Direttiva europea sul copyright, perché tanto clamore
A voler scherzare, si potrebbe dire che la direttiva europea sul copyright, benché sia stata bocciata dal voto del Parlamento Europeo, abbia avuto il grande pregio di unire sotto la stessa "insegna" sia i big della Silicon Valley (Google, Facebook, Amazon) sia le associazioni per la libertà del web (come la Electronic Frontier Foundation, che solitamente non vedono proprio di buon occhio le grandi corporation californiane) e guru del web come Vint Cerf e Tim Berners Lee.

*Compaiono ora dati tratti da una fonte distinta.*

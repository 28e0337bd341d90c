//! Mass-outage behavior: when more than half the cluster fails at once the
//! cascade guard must force conservative mode, and no two nodes may ever
//! be recovering at the same time.

use async_trait::async_trait;
use std::collections::HashMap;
use std::sync::atomic::{AtomicUsize, Ordering};
use std::sync::Arc;
use std::time::Duration;
use tokio::sync::watch;

use vigil::actions::{ActionOutcome, ActionRegistry, RecoveryAction};
use vigil::config::CascadeConfig;
use vigil::domain::{
    ActionKind, NodeAddress, NodeDescriptor, NodeKind, ProbeKind, RetryPolicy, SnapshotMap,
};
use vigil::error::{ActionError, ProbeError};
use vigil::monitor::{HealthAggregator, HealthDispatcher};
use vigil::probes::{Probe, ProbeRegistry};
use vigil::recovery::{spawn_node_actor, ActionExecutor, CascadeGuard, NodeContext};
use vigil::sink::EventBus;
use vigil::{FailureType, MonitorEvent};

/// Fails for the scripted node ids, healthy for the rest.
struct PartitionProbe {
    down: Vec<String>,
}

#[async_trait]
impl Probe for PartitionProbe {
    fn kind(&self) -> ProbeKind {
        ProbeKind::Tcp
    }

    fn supports(&self, _kind: NodeKind) -> bool {
        true
    }

    async fn check(&self, node: &NodeDescriptor) -> Result<(), ProbeError> {
        if self.down.contains(&node.node_id) {
            Err(ProbeError::Connectivity("unreachable".to_string()))
        } else {
            Ok(())
        }
    }
}

/// Never heals; tracks how many invocations overlap in time.
struct GaugedAction {
    current: Arc<AtomicUsize>,
    peak: Arc<AtomicUsize>,
}

#[async_trait]
impl RecoveryAction for GaugedAction {
    fn kind(&self) -> ActionKind {
        ActionKind::ServiceRestart
    }

    fn supports(&self, _kind: NodeKind) -> bool {
        true
    }

    fn supported_failure_types(&self) -> Vec<FailureType> {
        vec![
            FailureType::Connectivity,
            FailureType::ProtocolError,
            FailureType::Timeout,
        ]
    }

    async fn run(
        &self,
        _node: &NodeDescriptor,
        _failure_type: FailureType,
    ) -> Result<ActionOutcome, ActionError> {
        let running = self.current.fetch_add(1, Ordering::SeqCst) + 1;
        self.peak.fetch_max(running, Ordering::SeqCst);
        tokio::time::sleep(Duration::from_secs(2)).await;
        self.current.fetch_sub(1, Ordering::SeqCst);
        Ok(ActionOutcome {
            success: true,
            exit_status: Some(0),
            detail: "restarted".to_string(),
        })
    }
}

#[tokio::test(start_paused = true)]
async fn majority_failure_serializes_recovery() {
    const TOTAL_NODES: usize = 10;
    const DOWN_NODES: usize = 6;

    let down: Vec<String> = (0..DOWN_NODES).map(|i| format!("kafka-{i}")).collect();
    let mut probes = ProbeRegistry::new();
    probes.register(Arc::new(PartitionProbe { down: down.clone() }));

    let current = Arc::new(AtomicUsize::new(0));
    let peak = Arc::new(AtomicUsize::new(0));
    let mut actions = ActionRegistry::new();
    actions.register(Arc::new(GaugedAction {
        current: current.clone(),
        peak: peak.clone(),
    }));
    let actions = Arc::new(actions);

    let nodes: Vec<Arc<NodeDescriptor>> = (0..TOTAL_NODES)
        .map(|i| {
            Arc::new(NodeDescriptor {
                node_id: format!("kafka-{i}"),
                kind: NodeKind::Broker,
                address: NodeAddress {
                    host: format!("10.0.0.{i}"),
                    port: 9092,
                    admin_port: None,
                },
                probe_kinds: vec![ProbeKind::Tcp],
                action_kinds: vec![ActionKind::ServiceRestart],
                retry_policy: None,
            })
        })
        .collect();

    let snapshots: SnapshotMap = Arc::new(dashmap::DashMap::new());
    let aggregator = Arc::new(HealthAggregator::new(
        Arc::new(probes),
        snapshots.clone(),
        Duration::from_secs(15),
        1,
    ));
    let cascade_cfg = CascadeConfig {
        window_secs: 300,
        failure_fraction: 0.5,
        inter_recovery_delay_secs: 1,
    };
    let guard = Arc::new(CascadeGuard::new(&cascade_cfg, TOTAL_NODES));
    let bus = Arc::new(EventBus::new(vec![]));
    let mut events = bus.subscribe();
    let (shutdown_tx, _) = watch::channel(false);

    let mut routes = HashMap::new();
    for node in &nodes {
        aggregator.register_node(node);
        let (tx, _handle) = spawn_node_actor(
            NodeContext {
                node: node.clone(),
                policy: RetryPolicy {
                    max_attempts: 2,
                    initial_delay_secs: 10,
                    backoff_multiplier: 2.0,
                    max_delay_secs: 300,
                },
                settle_delay: Duration::from_secs(10),
                backoff_jitter: false,
                aggregator: aggregator.clone(),
                executor: Arc::new(ActionExecutor::new(Duration::from_secs(60))),
                actions: actions.clone(),
                guard: guard.clone(),
                bus: bus.clone(),
                snapshots: snapshots.clone(),
            },
            shutdown_tx.subscribe(),
        );
        routes.insert(node.node_id.clone(), tx);
    }

    let dispatcher = HealthDispatcher::new(
        nodes,
        aggregator,
        guard.clone(),
        bus.clone(),
        routes,
        0,
        Duration::from_secs(30),
    );
    dispatcher.run_cycle().await;

    // All six threshold crossings land in the window before any recovery
    // permit is granted, so the guard must already be conservative.
    assert!(guard.is_conservative());
    assert_eq!(guard.failing_in_window(), DOWN_NODES);

    // Let every node walk its full ladder: 6 nodes x 2 attempts, then 6
    // escalations.
    let mut outcomes = 0;
    let mut escalations = 0;
    while escalations < DOWN_NODES {
        let event = tokio::time::timeout(Duration::from_secs(7200), events.recv())
            .await
            .expect("timed out waiting for storm to drain")
            .expect("event bus closed");
        match event {
            MonitorEvent::RecoveryOutcome(_) => outcomes += 1,
            MonitorEvent::Escalation(_) => escalations += 1,
            MonitorEvent::NodeFailed(_) => {}
            MonitorEvent::NodeRecovered(_) => panic!("no node should recover"),
        }
    }
    assert_eq!(outcomes, DOWN_NODES * 2);

    // The core property: conservative mode never let two recoveries
    // overlap.
    assert_eq!(peak.load(Ordering::SeqCst), 1);
    assert_eq!(current.load(Ordering::SeqCst), 0);
}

Scherzi a parte, la direttiva europea sul copyright ha avuto sicuramente il merito di riaccendere la discussione sul tema del diritto d'autore online, ma scatenando un clamore forse superiore a tutte le attese. La discussione si è dunque polarizzata tra chi è favorevole alla riforma legislativa europea (soprattutto i rappresentanti del "vecchio" mondo dei media, editori e produttori musicali in testa) e chi è contrario (fronte composto, come detto, dalle aziende web e dagli attivisti per il web libero). I primi sostengono che la direzione intrapresa sia quella giusta, dal momento che riconosce un equo compenso per chi detiene il diritto d'autore (se di un contenuto testuale o di un'opera multimediale poco importa); i secondi, invece, denunciano il rischio di un web meno libero e più contingentato.